Authors: Cloud Security Alliance AI Safety Initiative
Published: 2026-05-02

Categories: AI Security, Policy and Regulation, AI Supply Chain Security, Intellectual Property Protection

NSTM-4: US Policy Response to AI Model Distillation Attacks

Key Takeaways

On April 23, 2026, the White House Office of Science and Technology Policy (OSTP) issued Memorandum NSTM-4, “Adversarial Distillation of American AI Models,” the first US government policy instrument to formally classify systematic capability extraction from frontier AI systems as a national security threat [1][2].
Anthropic’s February 2026 disclosure documented that three Chinese AI laboratories — DeepSeek, Moonshot AI, and MiniMax — conducted simultaneous but apparently independent extraction campaigns against Claude models using approximately 24,000 fraudulent accounts and, according to contemporaneous media reporting, more than 35,000 API keys, generating over 16 million exchanges over the course of those campaigns, with MiniMax running the largest individual operation [3][4].
A compounding risk beyond intellectual property theft is safety alignment stripping: models trained purely on the outputs of frontier systems may replicate reasoning capabilities while discarding the safety properties that are harder to transfer through distillation [5][6].
H.R. 8283, the Deterring American AI Model Theft Act of 2026 (introduced April 2026 and in committee as of this writing), would direct Commerce Department sanctions under IEEPA — including asset freezes and Entity List designations — against entities using improper query-and-copy techniques, with a 180-day assessment and 210-day enforcement timeline if enacted [7][8].
Enterprises procuring or deploying AI systems must now treat model provenance, vendor attestation practices, and API governance as first-class elements of AI risk programs, as federal compliance provisions and potential supply chain exposure converge around the distillation threat [9][10].

Background

Knowledge distillation is a well-established and legitimate machine learning technique in which a smaller “student” model is trained to approximate the behavior of a larger, more capable “teacher” model.
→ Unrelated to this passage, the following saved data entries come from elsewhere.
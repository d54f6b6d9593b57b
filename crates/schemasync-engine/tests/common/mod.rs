use std::collections::HashMap;
use std::sync::Mutex;

use async_trait::async_trait;
use schemasync_core::contracts::SchemaWriter;
use schemasync_core::errors::ExError;
use schemasync_core::model::{
    Column, FunctionDefinition, ObjectKind, SchemaObject, SchemaSnapshot, TableDefinition,
};
use schemasync_core::policy::WriteOptions;
use schemasync_engine::CancellationToken;

/// One call received by [`RecordingWriter`]
#[derive(Debug, Clone, PartialEq, Eq)]
#[allow(dead_code)]
pub enum Call {
    Write(String),
    Delete(String),
}

/// Writer that records calls and fails on chosen names
#[derive(Default)]
#[allow(dead_code)]
pub struct RecordingWriter {
    calls: Mutex<Vec<Call>>,
    failures: HashMap<String, ExError>,
    cancel_on_call: Option<CancellationToken>,
}

#[allow(dead_code)]
impl RecordingWriter {
    pub fn new() -> Self {
        Self::default()
    }

    /// Fail any call for `name` with `error`
    pub fn fail_on(mut self, name: &str, error: ExError) -> Self {
        self.failures.insert(name.to_string(), error);
        self
    }

    /// Cancel `token` while handling the first call
    pub fn cancelling(mut self, token: CancellationToken) -> Self {
        self.cancel_on_call = Some(token);
        self
    }

    pub fn calls(&self) -> Vec<Call> {
        self.calls.lock().unwrap().clone()
    }

    fn record(&self, call: Call, name: &str) -> Result<(), ExError> {
        self.calls.lock().unwrap().push(call);
        if let Some(token) = &self.cancel_on_call {
            token.cancel();
        }
        match self.failures.get(name) {
            Some(err) => Err(err.clone()),
            None => Ok(()),
        }
    }
}

#[async_trait]
impl SchemaWriter for RecordingWriter {
    async fn create_or_alter(
        &self,
        object: &SchemaObject,
        _options: &WriteOptions,
    ) -> Result<(), ExError> {
        self.record(Call::Write(object.name().to_string()), object.name())
    }

    async fn delete(&self, _kind: ObjectKind, name: &str) -> Result<(), ExError> {
        self.record(Call::Delete(name.to_string()), name)
    }
}

#[allow(dead_code)]
pub fn table(name: &str, version: &str) -> SchemaObject {
    SchemaObject::table(
        name,
        TableDefinition {
            columns: vec![Column::new("Id", "long")],
            doc_string: Some(version.to_string()),
            ..Default::default()
        },
    )
    .unwrap()
}

#[allow(dead_code)]
pub fn function(name: &str, body: &str) -> SchemaObject {
    SchemaObject::function(
        name,
        FunctionDefinition {
            body: body.to_string(),
            ..Default::default()
        },
    )
    .unwrap()
}

#[allow(dead_code)]
pub fn snapshot(objects: Vec<SchemaObject>) -> SchemaSnapshot {
    SchemaSnapshot::from_objects(objects).unwrap()
}

/// Source {T1: def1, T2: def2}, target {T1: def1-OLD, T3: def3}
#[allow(dead_code)]
pub fn reference_pair() -> (SchemaSnapshot, SchemaSnapshot) {
    (
        snapshot(vec![table("T1", "def1"), table("T2", "def2")]),
        snapshot(vec![table("T1", "def1-OLD"), table("T3", "def3")]),
    )
}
Used responsibly, it enables researchers and engineers to compress expensive frontier models into efficient, deployable versions — a practice widely used by AI laboratories to create on-device and inference-optimized variants of their own systems. The technique is publicly documented, academically studied, and is a standard technique in practical AI deployment. Nothing in NSTM-4 or the associated legislation targets legitimate distillation; the policy concern is narrow and specific: covert, large-scale extraction campaigns conducted without authorization, in violation of terms of service, and using infrastructure designed to defeat detection [2][11].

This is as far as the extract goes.